When Your Kids Disappoint You

When Your Kids Disappoint

I have written before about the book Sticky Faith: Everyday Ideas to Build Lasting Faith in Your Kids by Kara Powell and Chap Clark. This book has been a game-changer for me as a youth minister, and has greatly impacted many of the things that I do.

One of the (many) good chapters of the book is the last chapter, “The Ups and Downs of the Sticky Faith Journey.” The reality for parents of teenagers (or youth ministers, for that matter) is that as they observe spiritual development in their children, it is often a one-step-forward, two-steps-back experience. One day a teen might exhibit incredible spiritual insight or compassion toward someone in need, and then the very next day, that same teen might get caught cheating on a test, or being hateful toward a friend.

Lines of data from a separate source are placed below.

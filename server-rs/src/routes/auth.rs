use axum::{extract::State, http::StatusCode, Json};
use serde_json::{json, Value};

use crate::error::{AppError, AppResult};
use crate::middleware::auth::{generate_tokens, subject, verify_token};
use crate::models::user::*;
use crate::AppState;

const MIN_PASSWORD_LEN: usize = 8;
const BCRYPT_COST: u32 = 12;

fn token_response(state: &AppState, user: &User) -> AppResult<Json<Value>> {
    let (token, refresh_token) = generate_tokens(user.id, &state.config.jwt)?;
    Ok(Json(json!({
        "token": token,
        "refreshToken": refresh_token,
        "user": UserPublic::from(user),
    })))
}

pub async fn register(
    State(state): State<AppState>,
    Json(body): Json<RegisterRequest>,
) -> AppResult<(StatusCode, Json<Value>)> {
    let email = normalize_email(&body.email);
    if !email.contains('@') {
        return Err(AppError::BadRequest("A valid email is required".into()));
    }
    if body.password.len() < MIN_PASSWORD_LEN {
        return Err(AppError::BadRequest(format!(
            "Password must be at least {MIN_PASSWORD_LEN} characters"
        )));
    }
    if body.full_name.trim().is_empty() {
        return Err(AppError::BadRequest("Full name is required".into()));
    }

    let password_hash = bcrypt::hash(&body.password, BCRYPT_COST)?;
    let user = User::new(&body.full_name, &email, Some(password_hash));
    state.store.create_user(&user).await?;

    tracing::info!(user_id = %user.id, "Account registered");
    Ok((StatusCode::CREATED, token_response(&state, &user)?))
}

pub async fn login(
    State(state): State<AppState>,
    Json(body): Json<LoginRequest>,
) -> AppResult<Json<Value>> {
    let invalid = || AppError::Unauthorized("Invalid email or password".into());

    let user = state
        .store
        .find_user_by_email(&body.email)
        .await?
        .ok_or_else(invalid)?;
    // Imported accounts have no password until they reset it.
    let hash = user.password_hash.as_deref().ok_or_else(invalid)?;
    if !bcrypt::verify(&body.password, hash)? {
        return Err(invalid());
    }

    token_response(&state, &user)
}

pub async fn refresh(
    State(state): State<AppState>,
    Json(body): Json<RefreshRequest>,
) -> AppResult<Json<Value>> {
    let claims = verify_token(&body.refresh_token, &state.config.jwt.secret)?;
    if claims.token_type.as_deref() != Some("refresh") {
        return Err(AppError::Unauthorized("Refresh token required".into()));
    }

    let user = state
        .store
        .get_user(subject(&claims)?)
        .await?
        .ok_or_else(|| AppError::Unauthorized("Account no longer exists".into()))?;

    token_response(&state, &user)
}
use axum::{
    extract::{Path, State},
    http::StatusCode,
    Json,
};
use chrono::Utc;
use serde_json::{json, Value};
use uuid::Uuid;

use crate::error::{AppError, AppResult};
use crate::middleware::admin::{ensure_club_admin, load_club};
use crate::middleware::auth::AuthUser;
use crate::models::club::Club;
use crate::models::plan::*;
use crate::AppState;

/// Creates the Stripe product (once) and a fresh price for `plan` on the
/// club's connected account. No-op when payments are not configured or the
/// club has not connected an account yet.
async fn sync_with_stripe(
    state: &AppState,
    club: &Club,
    plan: &mut MembershipPlan,
    reprice: bool,
) -> AppResult<()> {
    let (Some(stripe), Some(account)) = (&state.stripe, club.stripe_account_id.as_deref()) else {
        return Ok(());
    };

    let product_id = match &plan.stripe_product_id {
        Some(id) => id.clone(),
        None => {
            let product = stripe
                .create_product(account, &plan.name, &club.id, &plan.id.to_string())
                .await?;
            let id = product["id"]
                .as_str()
                .ok_or_else(|| AppError::Stripe("product response missing id".into()))?
                .to_string();
            plan.stripe_product_id = Some(id.clone());
            id
        }
    };

    if reprice || plan.stripe_price_id.is_none() {
        let price = stripe
            .create_price(account, &product_id, plan.price_cents, plan.interval.as_str())
            .await?;
        let price_id = price["id"]
            .as_str()
            .ok_or_else(|| AppError::Stripe("price response missing id".into()))?;
        plan.stripe_price_id = Some(price_id.to_string());
    }
    Ok(())
}

pub async fn list_plans(
    State(state): State<AppState>,
    Path(club_id): Path<String>,
) -> AppResult<Json<Value>> {
    load_club(&state, &club_id).await?;
    let plans = state.store.list_plans(&club_id).await?;
    let tiers = membership_tiers(&plans);
    let active: Vec<_> = plans.into_iter().filter(|p| p.is_active).collect();
    Ok(Json(json!({
        "plans": active,
        "membershipTiers": tiers,
    })))
}

pub async fn create_plan(
    State(state): State<AppState>,
    auth: axum::Extension<AuthUser>,
    Path(club_id): Path<String>,
    Json(body): Json<PlanRequest>,
) -> AppResult<(StatusCode, Json<Value>)> {
    let (user, club) = ensure_club_admin(&state, &auth, &club_id).await?;
    let (name, interval) = body.validate()?;

    let now = Utc::now();
    let mut plan = MembershipPlan {
        id: Uuid::new_v4(),
        club_id: club.id.clone(),
        name,
        description: body.description.clone(),
        price_cents: body.price_cents,
        interval,
        benefits: body.clean_benefits(),
        is_active: body.is_active.unwrap_or(true),
        stripe_product_id: None,
        stripe_price_id: None,
        created_at: now,
        updated_at: now,
    };
    let duplicate = state
        .store
        .list_plans(&club_id)
        .await?
        .iter()
        .any(|p| p.name.eq_ignore_ascii_case(&plan.name));
    if duplicate {
        return Err(AppError::Conflict(format!(
            "A plan named '{}' already exists",
            plan.name
        )));
    }

    sync_with_stripe(&state, &club, &mut plan, false).await?;
    state.store.insert_plan(&plan).await?;

    tracing::info!(%club_id, plan_id = %plan.id, by = %user.id, "Membership plan created");
    Ok((StatusCode::CREATED, Json(json!({ "plan": plan }))))
}

pub async fn update_plan(
    State(state): State<AppState>,
    auth: axum::Extension<AuthUser>,
    Path((club_id, plan_id)): Path<(String, Uuid)>,
    Json(body): Json<PlanRequest>,
) -> AppResult<Json<Value>> {
    let (_, club) = ensure_club_admin(&state, &auth, &club_id).await?;
    let (name, interval) = body.validate()?;
    let existing = state
        .store
        .get_plan(&club_id, plan_id)
        .await?
        .ok_or_else(|| AppError::NotFound("Plan not found".into()))?;

    let reprice = existing.price_cents != body.price_cents || existing.interval != interval;
    let mut plan = MembershipPlan {
        name,
        description: body.description.clone(),
        price_cents: body.price_cents,
        interval,
        benefits: body.clean_benefits(),
        is_active: body.is_active.unwrap_or(existing.is_active),
        updated_at: Utc::now(),
        ..existing
    };

    sync_with_stripe(&state, &club, &mut plan, reprice).await?;
    if !state.store.update_plan(&plan).await? {
        return Err(AppError::NotFound("Plan not found".into()));
    }
    Ok(Json(json!({ "plan": plan })))
}

pub async fn delete_plan(
    State(state): State<AppState>,
    auth: axum::Extension<AuthUser>,
    Path((club_id, plan_id)): Path<(String, Uuid)>,
) -> AppResult<Json<Value>> {
    let (_, club) = ensure_club_admin(&state, &auth, &club_id).await?;
    let plan = state
        .store
        .get_plan(&club_id, plan_id)
        .await?
        .ok_or_else(|| AppError::NotFound("Plan not found".into()))?;

    let removal = state.store.delete_plan(&club_id, plan_id).await?;
    let outcome = match removal {
        PlanRemoval::NotFound => return Err(AppError::NotFound("Plan not found".into())),
        PlanRemoval::Deactivated => "deactivated",
        PlanRemoval::Deleted => "deleted",
    };

    if let (Some(stripe), Some(account), Some(product)) = (
        &state.stripe,
        club.stripe_account_id.as_deref(),
        plan.stripe_product_id.as_deref(),
    ) {
        if let Err(e) = stripe.archive_product(account, product).await {
            tracing::warn!(%club_id, %plan_id, "Could not archive Stripe product: {e}");
        }
    }

    Ok(Json(json!({ "success": true, "result": outcome })))
}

When these frustrating ups and downs occur, how should you as a parent (or a youth minister) respond? Powell and Clark offer some helpful words:

When your kids disappoint you (note I said when, not if), you may be tempted to distance yourself from them to teach them a lesson or maybe even to protect yourself. Everywhere they turn, your kids have grown up in a culture in which when they struggle or fail, people tend to walk away. Especially during their lowest times, your kids need to know that, above all else, you are there for them, regardless of what they are going through.

(Sticky Faith, 180)

This is good advice, and in a real sense, the idea is this: we should treat our kids the way God treats us. He is there for us regardless of what we do, loves us regardless of what we do, and is willing to forgive us and take us back regardless of what we do. As a youth minister, this is how I strive to act toward my students, and it is how I want to be as a parent as well.